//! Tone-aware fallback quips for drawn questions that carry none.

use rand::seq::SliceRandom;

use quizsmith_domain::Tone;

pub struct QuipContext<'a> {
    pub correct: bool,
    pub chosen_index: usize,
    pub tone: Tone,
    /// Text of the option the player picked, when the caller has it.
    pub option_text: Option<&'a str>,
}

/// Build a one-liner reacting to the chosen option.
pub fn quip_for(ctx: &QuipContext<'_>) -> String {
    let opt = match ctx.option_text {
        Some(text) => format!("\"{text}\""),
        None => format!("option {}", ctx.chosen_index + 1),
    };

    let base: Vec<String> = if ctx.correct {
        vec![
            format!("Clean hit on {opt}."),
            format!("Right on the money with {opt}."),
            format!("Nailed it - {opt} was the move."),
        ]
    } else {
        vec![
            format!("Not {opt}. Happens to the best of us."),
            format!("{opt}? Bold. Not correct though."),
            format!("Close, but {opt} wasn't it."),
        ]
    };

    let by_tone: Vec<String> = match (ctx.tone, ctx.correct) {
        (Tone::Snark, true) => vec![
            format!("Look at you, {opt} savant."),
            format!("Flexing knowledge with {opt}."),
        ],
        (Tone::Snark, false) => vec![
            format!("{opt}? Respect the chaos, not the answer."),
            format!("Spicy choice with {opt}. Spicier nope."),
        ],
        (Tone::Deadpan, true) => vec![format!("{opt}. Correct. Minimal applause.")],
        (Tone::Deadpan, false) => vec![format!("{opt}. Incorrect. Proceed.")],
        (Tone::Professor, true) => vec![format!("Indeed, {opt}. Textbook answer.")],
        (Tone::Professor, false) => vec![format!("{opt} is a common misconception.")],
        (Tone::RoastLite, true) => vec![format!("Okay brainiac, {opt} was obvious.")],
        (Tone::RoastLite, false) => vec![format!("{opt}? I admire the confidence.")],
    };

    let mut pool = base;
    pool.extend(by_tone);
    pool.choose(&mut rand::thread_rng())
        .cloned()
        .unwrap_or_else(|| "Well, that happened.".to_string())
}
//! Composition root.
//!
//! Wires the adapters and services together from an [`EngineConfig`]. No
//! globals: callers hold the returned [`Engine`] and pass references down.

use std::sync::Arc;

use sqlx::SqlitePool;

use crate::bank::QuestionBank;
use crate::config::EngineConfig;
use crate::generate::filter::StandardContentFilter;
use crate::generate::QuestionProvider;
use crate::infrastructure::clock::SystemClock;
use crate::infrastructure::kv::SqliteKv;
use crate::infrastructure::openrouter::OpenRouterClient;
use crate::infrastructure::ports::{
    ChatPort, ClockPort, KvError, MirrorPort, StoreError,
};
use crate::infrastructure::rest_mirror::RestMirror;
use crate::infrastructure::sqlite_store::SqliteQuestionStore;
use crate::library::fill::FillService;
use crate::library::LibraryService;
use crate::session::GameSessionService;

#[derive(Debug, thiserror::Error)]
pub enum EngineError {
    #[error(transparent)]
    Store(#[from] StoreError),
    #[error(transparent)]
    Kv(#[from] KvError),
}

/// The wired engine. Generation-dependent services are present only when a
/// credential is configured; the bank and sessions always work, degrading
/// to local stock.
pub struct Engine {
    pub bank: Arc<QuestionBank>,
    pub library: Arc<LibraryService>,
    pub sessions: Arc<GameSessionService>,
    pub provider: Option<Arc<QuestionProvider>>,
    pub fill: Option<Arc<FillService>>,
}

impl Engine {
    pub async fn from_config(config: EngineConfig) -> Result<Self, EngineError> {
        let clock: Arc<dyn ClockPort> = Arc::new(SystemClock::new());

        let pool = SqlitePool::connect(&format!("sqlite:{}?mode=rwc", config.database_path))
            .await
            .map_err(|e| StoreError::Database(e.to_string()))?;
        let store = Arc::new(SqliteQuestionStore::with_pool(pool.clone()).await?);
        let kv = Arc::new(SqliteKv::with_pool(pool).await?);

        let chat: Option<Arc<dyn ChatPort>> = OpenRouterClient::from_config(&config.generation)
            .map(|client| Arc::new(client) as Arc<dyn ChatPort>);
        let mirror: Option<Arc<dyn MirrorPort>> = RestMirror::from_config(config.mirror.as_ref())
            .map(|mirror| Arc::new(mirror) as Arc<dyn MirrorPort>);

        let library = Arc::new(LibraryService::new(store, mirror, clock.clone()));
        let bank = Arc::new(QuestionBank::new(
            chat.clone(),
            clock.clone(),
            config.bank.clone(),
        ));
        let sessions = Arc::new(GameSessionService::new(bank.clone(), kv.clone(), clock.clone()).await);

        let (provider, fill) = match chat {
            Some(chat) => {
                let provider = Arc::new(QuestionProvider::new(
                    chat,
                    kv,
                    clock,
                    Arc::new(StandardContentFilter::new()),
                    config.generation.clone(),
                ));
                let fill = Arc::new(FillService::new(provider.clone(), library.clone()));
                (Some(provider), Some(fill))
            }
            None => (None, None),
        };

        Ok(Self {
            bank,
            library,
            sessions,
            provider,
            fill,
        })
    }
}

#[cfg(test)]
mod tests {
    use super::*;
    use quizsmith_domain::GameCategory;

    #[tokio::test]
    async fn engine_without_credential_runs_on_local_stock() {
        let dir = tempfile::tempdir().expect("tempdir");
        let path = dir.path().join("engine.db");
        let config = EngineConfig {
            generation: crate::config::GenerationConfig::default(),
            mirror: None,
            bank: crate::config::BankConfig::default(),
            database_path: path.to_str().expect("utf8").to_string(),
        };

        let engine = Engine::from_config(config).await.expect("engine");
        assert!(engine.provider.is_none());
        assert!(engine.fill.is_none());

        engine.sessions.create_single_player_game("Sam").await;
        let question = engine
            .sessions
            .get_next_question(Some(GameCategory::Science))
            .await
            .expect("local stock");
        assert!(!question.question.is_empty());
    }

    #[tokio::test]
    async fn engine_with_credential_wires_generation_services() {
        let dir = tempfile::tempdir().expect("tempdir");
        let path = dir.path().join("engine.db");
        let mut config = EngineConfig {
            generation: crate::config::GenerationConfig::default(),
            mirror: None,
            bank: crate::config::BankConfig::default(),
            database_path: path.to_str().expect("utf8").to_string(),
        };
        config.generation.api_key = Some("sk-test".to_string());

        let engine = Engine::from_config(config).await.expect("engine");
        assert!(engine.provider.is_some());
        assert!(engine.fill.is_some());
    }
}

=-=-=

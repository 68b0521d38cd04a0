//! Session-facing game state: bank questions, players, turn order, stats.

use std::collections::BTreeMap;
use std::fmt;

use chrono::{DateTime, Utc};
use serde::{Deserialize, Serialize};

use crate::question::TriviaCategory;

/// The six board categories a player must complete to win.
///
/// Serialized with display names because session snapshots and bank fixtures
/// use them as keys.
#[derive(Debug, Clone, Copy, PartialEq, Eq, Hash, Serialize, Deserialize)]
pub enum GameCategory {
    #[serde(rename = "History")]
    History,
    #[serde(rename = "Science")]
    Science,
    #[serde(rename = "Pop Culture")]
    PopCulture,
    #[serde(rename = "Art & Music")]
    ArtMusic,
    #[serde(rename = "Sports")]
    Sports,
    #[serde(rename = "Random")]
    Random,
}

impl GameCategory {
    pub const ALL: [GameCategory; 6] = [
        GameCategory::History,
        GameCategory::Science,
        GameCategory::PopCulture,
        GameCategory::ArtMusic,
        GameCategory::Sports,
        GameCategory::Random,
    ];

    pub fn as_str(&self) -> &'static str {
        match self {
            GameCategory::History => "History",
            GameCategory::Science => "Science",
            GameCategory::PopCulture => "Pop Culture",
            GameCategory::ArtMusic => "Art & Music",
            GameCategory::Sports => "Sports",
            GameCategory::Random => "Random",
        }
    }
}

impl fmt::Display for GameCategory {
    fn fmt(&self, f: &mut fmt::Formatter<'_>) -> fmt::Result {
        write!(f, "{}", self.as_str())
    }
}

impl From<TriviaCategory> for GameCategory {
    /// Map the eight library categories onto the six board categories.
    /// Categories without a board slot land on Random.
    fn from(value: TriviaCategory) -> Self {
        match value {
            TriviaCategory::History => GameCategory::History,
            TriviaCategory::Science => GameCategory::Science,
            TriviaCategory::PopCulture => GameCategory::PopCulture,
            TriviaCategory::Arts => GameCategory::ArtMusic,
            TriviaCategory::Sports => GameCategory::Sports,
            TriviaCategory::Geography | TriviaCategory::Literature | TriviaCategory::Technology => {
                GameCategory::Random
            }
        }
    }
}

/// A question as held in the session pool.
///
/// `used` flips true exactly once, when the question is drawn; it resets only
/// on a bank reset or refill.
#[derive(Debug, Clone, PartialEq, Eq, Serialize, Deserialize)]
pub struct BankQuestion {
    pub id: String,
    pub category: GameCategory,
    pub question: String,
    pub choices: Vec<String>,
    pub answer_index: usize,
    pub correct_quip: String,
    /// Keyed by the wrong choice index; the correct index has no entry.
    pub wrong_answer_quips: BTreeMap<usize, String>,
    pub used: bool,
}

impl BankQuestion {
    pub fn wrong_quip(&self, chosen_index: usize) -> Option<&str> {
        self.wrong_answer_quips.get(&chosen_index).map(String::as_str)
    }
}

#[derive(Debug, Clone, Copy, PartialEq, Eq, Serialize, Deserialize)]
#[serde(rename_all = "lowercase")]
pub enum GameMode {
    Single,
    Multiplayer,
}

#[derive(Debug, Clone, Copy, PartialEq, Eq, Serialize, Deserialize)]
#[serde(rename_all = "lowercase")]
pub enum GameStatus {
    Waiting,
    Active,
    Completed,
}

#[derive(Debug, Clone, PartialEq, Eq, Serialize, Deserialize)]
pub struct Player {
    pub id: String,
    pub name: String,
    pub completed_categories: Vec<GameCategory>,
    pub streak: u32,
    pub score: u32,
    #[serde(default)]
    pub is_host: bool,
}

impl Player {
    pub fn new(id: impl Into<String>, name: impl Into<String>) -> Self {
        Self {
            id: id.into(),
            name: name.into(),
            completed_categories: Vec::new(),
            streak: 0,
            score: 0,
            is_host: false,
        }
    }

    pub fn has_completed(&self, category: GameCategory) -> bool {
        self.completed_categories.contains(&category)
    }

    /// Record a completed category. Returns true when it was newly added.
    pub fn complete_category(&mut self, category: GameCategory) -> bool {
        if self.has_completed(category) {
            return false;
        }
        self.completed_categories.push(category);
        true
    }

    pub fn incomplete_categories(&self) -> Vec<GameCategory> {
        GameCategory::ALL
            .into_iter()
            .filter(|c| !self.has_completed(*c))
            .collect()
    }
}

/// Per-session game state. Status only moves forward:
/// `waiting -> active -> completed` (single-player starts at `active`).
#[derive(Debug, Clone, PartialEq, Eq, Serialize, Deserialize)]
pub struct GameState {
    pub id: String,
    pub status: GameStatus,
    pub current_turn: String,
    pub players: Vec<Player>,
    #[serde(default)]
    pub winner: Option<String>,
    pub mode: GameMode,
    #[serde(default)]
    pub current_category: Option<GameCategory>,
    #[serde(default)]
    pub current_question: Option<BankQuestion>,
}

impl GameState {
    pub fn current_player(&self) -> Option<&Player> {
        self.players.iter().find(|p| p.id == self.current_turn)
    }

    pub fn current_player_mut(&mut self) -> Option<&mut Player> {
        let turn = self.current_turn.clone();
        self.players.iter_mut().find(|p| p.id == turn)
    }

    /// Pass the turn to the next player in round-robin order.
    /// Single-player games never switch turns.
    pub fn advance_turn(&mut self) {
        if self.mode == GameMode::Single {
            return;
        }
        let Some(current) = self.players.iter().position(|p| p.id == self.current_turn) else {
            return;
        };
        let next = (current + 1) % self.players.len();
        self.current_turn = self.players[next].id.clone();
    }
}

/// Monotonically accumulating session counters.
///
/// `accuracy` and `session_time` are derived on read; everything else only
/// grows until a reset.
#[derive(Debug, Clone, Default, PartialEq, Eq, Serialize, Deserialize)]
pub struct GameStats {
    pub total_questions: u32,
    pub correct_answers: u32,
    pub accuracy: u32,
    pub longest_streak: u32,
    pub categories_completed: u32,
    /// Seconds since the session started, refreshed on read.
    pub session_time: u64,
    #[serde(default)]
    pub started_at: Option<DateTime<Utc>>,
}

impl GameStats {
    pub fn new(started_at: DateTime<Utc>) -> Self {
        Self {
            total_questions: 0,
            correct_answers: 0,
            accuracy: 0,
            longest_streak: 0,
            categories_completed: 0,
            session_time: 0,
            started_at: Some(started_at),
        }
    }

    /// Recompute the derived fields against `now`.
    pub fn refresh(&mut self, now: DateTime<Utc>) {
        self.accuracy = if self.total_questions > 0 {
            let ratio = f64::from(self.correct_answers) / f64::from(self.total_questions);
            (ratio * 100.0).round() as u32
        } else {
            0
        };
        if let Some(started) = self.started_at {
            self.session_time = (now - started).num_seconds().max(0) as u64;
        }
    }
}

=-=-=

Problem to work on
In the listing above, find the line with "that carry none." and the line with "(Tone::Snark, true) =>", then print exactly those lines and every line between them.

Task solution
//! Tone-aware fallback quips for drawn questions that carry none.

use rand::seq::SliceRandom;

use quizsmith_domain::Tone;

pub struct QuipContext<'a> {
    pub correct: bool,
    pub chosen_index: usize,
    pub tone: Tone,
    /// Text of the option the player picked, when the caller has it.
    pub option_text: Option<&'a str>,
}

/// Build a one-liner reacting to the chosen option.
pub fn quip_for(ctx: &QuipContext<'_>) -> String {
    let opt = match ctx.option_text {
        Some(text) => format!("\"{text}\""),
        None => format!("option {}", ctx.chosen_index + 1),
    };

    let base: Vec<String> = if ctx.correct {
        vec![
            format!("Clean hit on {opt}."),
            format!("Right on the money with {opt}."),
            format!("Nailed it - {opt} was the move."),
        ]
    } else {
        vec![
            format!("Not {opt}. Happens to the best of us."),
            format!("{opt}? Bold. Not correct though."),
            format!("Close, but {opt} wasn't it."),
        ]
    };

    let by_tone: Vec<String> = match (ctx.tone, ctx.correct) {
        (Tone::Snark, true) => vec![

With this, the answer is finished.